As I sit here typing, my chicken tikka masala is simmering away in my favorite heavy-bottomed pot. The smell of garam masala and perhaps a bit too much cumin shifts my senses towards feelings of incredible warmth. My tongue is anticipating the spice of red chili flakes and the tang of tomatoes and yogurt. My mind is on how much time it’s going to take before the chicken and jasmine rice is done, when that tenderness will peak. I think about how this recipe has evolved since I first posted it on Marinated.

Before this moment, my apartment was a little darker, and not because a light bulb recently burnt out. I spent the day anxious, alone, and quiet for this or that reason. I found some peace at yoga for an hour, only to return to my empty apartment feeling as I had before. In these moments, I can think of nothing else but the prospect of cooking. I start to crave a busy mind maneuvering through Whole Foods, scanning ingredients, brainstorming the possibilities of the unique things I can do with my ramps or my basil plant. When my emotions are taking an extra beating, I’ll crave a challenge. I’ll want to make a soufflé or a fruity galette or a seasonal pavlova even if it’s 11 at night. Whatever I know will busy my mind, I take it on.

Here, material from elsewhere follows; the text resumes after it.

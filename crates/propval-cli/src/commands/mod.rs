pub mod direct_cap;
pub mod monte_carlo;
pub mod time_value;
pub mod valuation;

This has been true for me for quite a while now. It was my strongest coping mechanism growing up, and it continues to grow up with me. Perhaps it’s not so great that I’m avoiding feeling my emotions through action, but there are worse coping mechanisms than this, right?

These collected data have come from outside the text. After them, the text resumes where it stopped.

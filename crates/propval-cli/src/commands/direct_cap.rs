use clap::Args;
use serde_json::Value;

use propval_core::real_estate::{self, DirectCapInput};

use crate::input;

/// Arguments for direct capitalisation
#[derive(Args)]
pub struct DirectCapArgs {
    /// Path to JSON or YAML input file (overrides individual flags)
    #[arg(long)]
    pub input: Option<String>,

    /// Year-1 net operating income
    #[arg(long, allow_hyphen_values = true)]
    pub noi: Option<f64>,

    /// Capitalisation rate (%)
    #[arg(long)]
    pub cap_rate: Option<f64>,
}

pub fn run_direct_cap(args: DirectCapArgs) -> Result<Value, Box<dyn std::error::Error>> {
    let dc_input: DirectCapInput = if let Some(ref path) = args.input {
        input::file::read_input(path)?
    } else if let (Some(noi), Some(cap_rate)) = (args.noi, args.cap_rate) {
        DirectCapInput { noi, cap_rate }
    } else if let Some(data) = input::stdin::read_stdin()? {
        serde_json::from_value(data)?
    } else {
        return Err("--noi and --cap-rate are required (or provide --input)".into());
    };
    let result = real_estate::calculate_direct_cap(&dc_input)?;
    Ok(serde_json::to_value(result)?)
}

I digress. I wanted to start this mini-series of “Recipes for the Self” as a way to write down the things I’ve used to help me in the hopes that they can help others. Cooking and eating has always been my therapy, and hopefully there will be things mentioned in these posts that allow you to explore that side of yourself as well. My love for food starts here: at the warmth and the love cooking and food can provide for you and whoever you’re cooking for. As I navigate the job world, I’m trying to devote my life to figuring out how this warmth and love can be communicated across all boundaries – be it through writing, recipes, media, therapy, or what have you. Regardless, I think here is a good place to start.

I can only hope my experiences can begin to shape a few of yours.